Brother Stan is fondly remembered as a president with an enormous heart for students. One of his favorite days was in 2002, when he greeted CBU’s Lady Buccaneer soccer team at the Memphis Airport on their return home from winning the NCAA National Championship, handing each player a long-stem rose.

One story is often told as the example of how we should always remember Brother Stan. On a regular school day in 2002, the head basketball coach came to Brother Stan’s office to talk about Shemon Reaves, a senior member of his team who was having difficulty preparing for his final exams because his mother was dying. Brother Stan was really touched by the story and immediately called the hospital in Jackson, TN to see if he could come to visit. The doctors and nurses agreed, as long as the visit was brief.

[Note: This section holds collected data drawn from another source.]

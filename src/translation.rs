use crate::constants::*;

/// Represents the decomposed components of a virtual address
#[derive(Debug, Clone, PartialEq, Eq)]
pub struct VirtualAddress {
    pub raw: u64,
    /// Table index per level, level 0 (the root's) first
    pub indices: Vec<u64>,
    pub offset: u64,
    pub page: PageNumber,
}

impl VirtualAddress {
    /// Split a raw address into its table indices and in-page offset
    pub fn decompose(geometry: &Geometry, raw: u64) -> Self {
        let width = geometry.offset_width();
        let depth = geometry.tables_depth();
        let mask = geometry.offset_mask();

        let indices = (0..depth)
            .map(|level| (raw >> ((depth - level) * width)) & mask)
            .collect();

        VirtualAddress {
            raw,
            indices,
            offset: raw & mask,
            page: raw >> width,
        }
    }

    /// Table index used at `level` of the walk
    #[inline]
    pub fn index(&self, level: u32) -> u64 {
        self.indices[level as usize]
    }
}

impl std::fmt::Display for VirtualAddress {
    fn fmt(&self, f: &mut std::fmt::Formatter<'_>) -> std::fmt::Result {
        write!(f, "VA({}) = (page={}, indices={:?}, offset={})", self.raw, self.page, self.indices, self.offset)
    }
}

/// Append one table index to a partial page number
#[inline]
pub fn extend_path(geometry: &Geometry, path: PageNumber, index: u64) -> PageNumber {
    (path << geometry.offset_width()) + index
}

/// Rebuild a page number from table indices, level 0 first
pub fn compose_page_number(geometry: &Geometry, indices: &[u64]) -> PageNumber {
    indices.iter().fold(0, |path, &index| extend_path(geometry, path, index))
}

/// Distance between two pages on the cyclic page-number space
pub fn cyclic_distance(geometry: &Geometry, a: PageNumber, b: PageNumber) -> u64 {
    let direct = a.abs_diff(b);
    direct.min(geometry.num_pages() - direct)
}

#[cfg(test)]
mod tests {
    use super::*;

    fn small() -> Geometry {
        Geometry::new(2, 2, 4).unwrap()
    }

    #[test]
    fn test_decomposition_small() {
        // 0b10_01_11: indices (2, 1), offset 3
        let va = VirtualAddress::decompose(&small(), 0b10_01_11);
        assert_eq!(va.indices, vec![2, 1]);
        assert_eq!(va.offset, 3);
        assert_eq!(va.page, 0b10_01);
        assert_eq!(va.index(0), 2);
        assert_eq!(va.index(1), 1);
    }

    #[test]
    fn test_decomposition_default_geometry() {
        // 20-bit address 0xABCDE: four 4-bit indices then a 4-bit offset
        let va = VirtualAddress::decompose(&Geometry::default(), 0xABCDE);
        assert_eq!(va.indices, vec![0xA, 0xB, 0xC, 0xD]);
        assert_eq!(va.offset, 0xE);
        assert_eq!(va.page, 0xABCD);
    }

    #[test]
    fn test_decomposition_edge_cases() {
        let g = small();
        let va = VirtualAddress::decompose(&g, 0);
        assert_eq!(va.indices, vec![0, 0]);
        assert_eq!(va.offset, 0);

        let va = VirtualAddress::decompose(&g, g.virtual_memory_size() - 1);
        assert_eq!(va.indices, vec![3, 3]);
        assert_eq!(va.offset, 3);
        assert_eq!(va.page, g.num_pages() - 1);
    }

    #[test]
    fn test_compose_inverts_decompose() {
        let g = Geometry::default();
        for &raw in &[0u64, 1, 0x12345, 0xABCDE, 0xFFFFF] {
            let va = VirtualAddress::decompose(&g, raw);
            assert_eq!(compose_page_number(&g, &va.indices), va.page, "Failed for VA={}", raw);
        }
    }

    #[test]
    fn test_extend_path() {
        let g = small();
        assert_eq!(extend_path(&g, 0, 3), 3);
        assert_eq!(extend_path(&g, 3, 1), 0b11_01);
    }

    #[test]
    fn test_cyclic_distance() {
        let g = small(); // 16 pages
        assert_eq!(cyclic_distance(&g, 0, 0), 0);
        assert_eq!(cyclic_distance(&g, 0, 1), 1);
        assert_eq!(cyclic_distance(&g, 0, 15), 1);
        assert_eq!(cyclic_distance(&g, 2, 15), 3);
        assert_eq!(cyclic_distance(&g, 0, 8), 8);
        assert_eq!(cyclic_distance(&g, 3, 12), 7);
    }

    #[test]
    fn test_cyclic_distance_properties() {
        let g = small();
        let n = g.num_pages();
        for a in 0..n {
            assert_eq!(cyclic_distance(&g, a, a), 0);
            for b in 0..n {
                let d = cyclic_distance(&g, a, b);
                assert_eq!(d, cyclic_distance(&g, b, a));
                assert!(d <= n / 2);
            }
        }
    }

    #[test]
    fn test_display() {
        let va = VirtualAddress::decompose(&small(), 0b10_01_11);
        let display = format!("{}", va);
        assert!(display.contains("VA(39)"));
        assert!(display.contains("page=9"));
        assert!(display.contains("offset=3"));
    }
}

So, Brother Stan quickly gathered his academia regalia, then called the Registrar for another cap and gown and a signed diploma. Together with the coach and Shemon, they headed for Jackson. Granted special entrance to the hospital room, Brother Stan opened the patient’s door. He and Shemon, in full cap and gown, staged a graduation ceremony at the mother’s bedside. The mother’s eyes came to life, a weak smile crossed her face. She knew what was happening: her son was graduating from college — the first in the family to ever do so. She died a few days later. Her son, Dr. Shemon Reaves (’02), is now the principal of Arlington Elementary School in Jackson, TN.

Brother Stan declined a third term as CBU President and returned to California in 2005, where he served as Vice President for Development at St. Mary’s College until 2008. After a year’s sabbatical at the Sacred Heart Cathedral Community in San Francisco, he took on his final position as President of the School of Applied Theology in Oakland. In 2010, Brother Stan retired as a member of the Joseph Alemany Community at St. Mary’s College and later moved to Mont La Salle in Napa. He spent his retirement travelling around the world (with several stops in Memphis over those years) and passed away at his home in Napa on July 22, 2019.